- _Instructions for the task_:
Copy each line of the listing where the word "panic" can be found.

^^^^^^^^

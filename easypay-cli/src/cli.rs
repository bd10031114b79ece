//! Command-line argument definitions.
//!
//! - `easypay pay` - Print a signed redirect payment URL
//! - `easypay mapi` - Create a payment through the direct API
//! - `easypay query` - Show merchant information
//! - `easypay settle` - List settlement records
//! - `easypay order` - Look up one order
//! - `easypay orders` - List orders
//! - `easypay refund` - Refund an order
//! - `easypay verify <QUERY>` - Check a notification's signature

use std::path::PathBuf;

use clap::{Args, Parser, Subcommand};
use easypay::{ApiPaymentArgs, Device, PaymentArgs, PaymentType};
use rust_decimal::Decimal;

/// Command-line client for EasyPay-compatible payment gateways.
#[derive(Debug, Parser)]
#[command(name = "easypay")]
#[command(author, version, about = "EasyPay gateway client")]
#[command(propagate_version = true)]
#[command(arg_required_else_help = true)]
pub struct Cli {
    /// Increase verbosity (-v, -vv, -vvv)
    #[arg(short, long, action = clap::ArgAction::Count, global = true)]
    pub verbose: u8,

    /// Path to a TOML config file
    ///
    /// Without it, credentials are read from `EASYPAY_DOMAIN`, `EASYPAY_PID`
    /// and `EASYPAY_KEY`.
    #[arg(short, long, global = true, value_name = "PATH", env = "EASYPAY_CONFIG")]
    pub config: Option<PathBuf>,

    /// The command to execute
    #[command(subcommand)]
    pub command: Commands,
}

/// Available commands.
#[derive(Debug, Subcommand)]
pub enum Commands {
    /// Print a signed redirect payment URL (submit.php)
    Pay(PaymentOpts),

    /// Create a payment through the direct API (mapi.php)
    Mapi {
        /// Common payment fields
        #[command(flatten)]
        payment: PaymentOpts,

        /// End-user IP address
        #[arg(long)]
        clientip: Option<String>,

        /// End-user device: pc, mobile, qq, wechat or alipay
        #[arg(long)]
        device: Option<Device>,
    },

    /// Show merchant information
    Query,

    /// List settlement records
    Settle,

    /// Look up one order by merchant or gateway order number
    Order(OrderIds),

    /// List orders
    Orders,

    /// Refund an order
    Refund {
        /// Order identifiers
        #[command(flatten)]
        ids: OrderIds,

        /// Amount to refund; the gateway refunds in full when omitted
        #[arg(long)]
        money: Option<Decimal>,
    },

    /// Check the signature of a notification query string
    ///
    /// Exits with status 1 when verification fails.
    Verify {
        /// Raw query string as received on notify_url or return_url
        query: String,
    },
}

/// Fields shared by `pay` and `mapi`.
#[derive(Debug, Args)]
pub struct PaymentOpts {
    /// Payment channel, e.g. alipay, wxpay, qqpay
    #[arg(long = "type", value_name = "TYPE")]
    pub payment_type: PaymentType,

    /// Merchant order number
    #[arg(long)]
    pub out_trade_no: String,

    /// Product name
    #[arg(long)]
    pub name: String,

    /// Amount, e.g. 1.00
    #[arg(long)]
    pub money: Decimal,

    /// Notification URL, overriding the configured default
    #[arg(long)]
    pub notify_url: Option<String>,

    /// Return URL, overriding the configured default
    #[arg(long)]
    pub return_url: Option<String>,

    /// Site name shown on the cashier page
    #[arg(long)]
    pub sitename: Option<String>,

    /// Extra field as KEY=VALUE (repeatable)
    #[arg(long = "field", value_name = "KEY=VALUE", value_parser = parse_field)]
    pub fields: Vec<(String, String)>,
}

impl PaymentOpts {
    /// Builds library payment arguments.
    #[must_use]
    pub fn to_args(&self) -> PaymentArgs {
        let mut args = PaymentArgs::new(
            self.payment_type.clone(),
            &self.out_trade_no,
            &self.name,
            self.money,
        );
        args.notify_url.clone_from(&self.notify_url);
        args.return_url.clone_from(&self.return_url);
        args.sitename.clone_from(&self.sitename);
        for (key, value) in &self.fields {
            args = args.with_field(key, value);
        }
        args
    }
}

/// Builds direct API payment arguments.
#[must_use]
pub fn api_args(payment: &PaymentOpts, clientip: Option<&str>, device: Option<Device>) -> ApiPaymentArgs {
    let mut args = ApiPaymentArgs::new(payment.to_args());
    args.clientip = clientip.map(str::to_owned);
    args.device = device;
    args
}

/// Order identifiers; at least one is required by the gateway.
#[derive(Debug, Args)]
pub struct OrderIds {
    /// Gateway order number
    #[arg(long)]
    pub trade_no: Option<String>,

    /// Merchant order number
    #[arg(long)]
    pub out_trade_no: Option<String>,
}

fn parse_field(raw: &str) -> Result<(String, String), String> {
    raw.split_once('=')
        .filter(|(key, _)| !key.is_empty())
        .map(|(key, value)| (key.to_owned(), value.to_owned()))
        .ok_or_else(|| format!("expected KEY=VALUE, got '{raw}'"))
}

#[cfg(test)]
mod tests {
    use clap::CommandFactory;

    use super::*;

    #[test]
    fn test_cli_definition_is_valid() {
        Cli::command().debug_assert();
    }

    #[test]
    fn test_parse_pay() {
        let cli = Cli::try_parse_from([
            "easypay",
            "pay",
            "--type",
            "alipay",
            "--out-trade-no",
            "20240101001",
            "--name",
            "Test",
            "--money",
            "1.00",
            "--field",
            "attach=vip",
        ])
        .unwrap();

        let Commands::Pay(opts) = cli.command else { panic!("expected pay") };
        let params = opts.to_args().to_params();
        assert_eq!(params.get("money").unwrap().to_string(), "1.00");
        assert_eq!(params.get("attach").unwrap().to_string(), "vip");
        assert_eq!(params.get("type").unwrap().to_string(), "alipay");
    }

    #[test]
    fn test_parse_refund_with_global_flags() {
        let cli = Cli::try_parse_from([
            "easypay", "-vv", "refund", "--trade-no", "T123", "--money", "5.00", "-c", "pay.toml",
        ])
        .unwrap();

        assert_eq!(cli.verbose, 2);
        assert_eq!(cli.config, Some(PathBuf::from("pay.toml")));
        let Commands::Refund { ids, money } = cli.command else { panic!("expected refund") };
        assert_eq!(ids.trade_no.as_deref(), Some("T123"));
        assert_eq!(ids.out_trade_no, None);
        assert_eq!(money.map(|m| m.to_string()).as_deref(), Some("5.00"));
    }

    #[test]
    fn test_parse_mapi_device() {
        let cli = Cli::try_parse_from([
            "easypay", "mapi", "--type", "wxpay", "--out-trade-no", "A1", "--name", "N",
            "--money", "2", "--device", "mobile", "--clientip", "203.0.113.7",
        ])
        .unwrap();

        let Commands::Mapi { payment, clientip, device } = cli.command else {
            panic!("expected mapi")
        };
        let params = api_args(&payment, clientip.as_deref(), device).to_params();
        assert_eq!(params.get("device").unwrap().to_string(), "mobile");
        assert_eq!(params.get("clientip").unwrap().to_string(), "203.0.113.7");
    }

    #[test]
    fn test_unknown_device_rejected() {
        let result = Cli::try_parse_from([
            "easypay", "mapi", "--type", "alipay", "--out-trade-no", "A1", "--name", "N",
            "--money", "1", "--device", "tv",
        ]);
        assert!(result.is_err());
    }

    #[test]
    fn test_parse_field() {
        assert_eq!(parse_field("a=b=c").unwrap(), ("a".to_owned(), "b=c".to_owned()));
        assert!(parse_field("novalue").is_err());
        assert!(parse_field("=x").is_err());
    }
}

^^^^^^^^

- _Exercise solution_:
        let Commands::Pay(opts) = cli.command else { panic!("expected pay") };
        let Commands::Refund { ids, money } = cli.command else { panic!("expected refund") };
            panic!("expected mapi")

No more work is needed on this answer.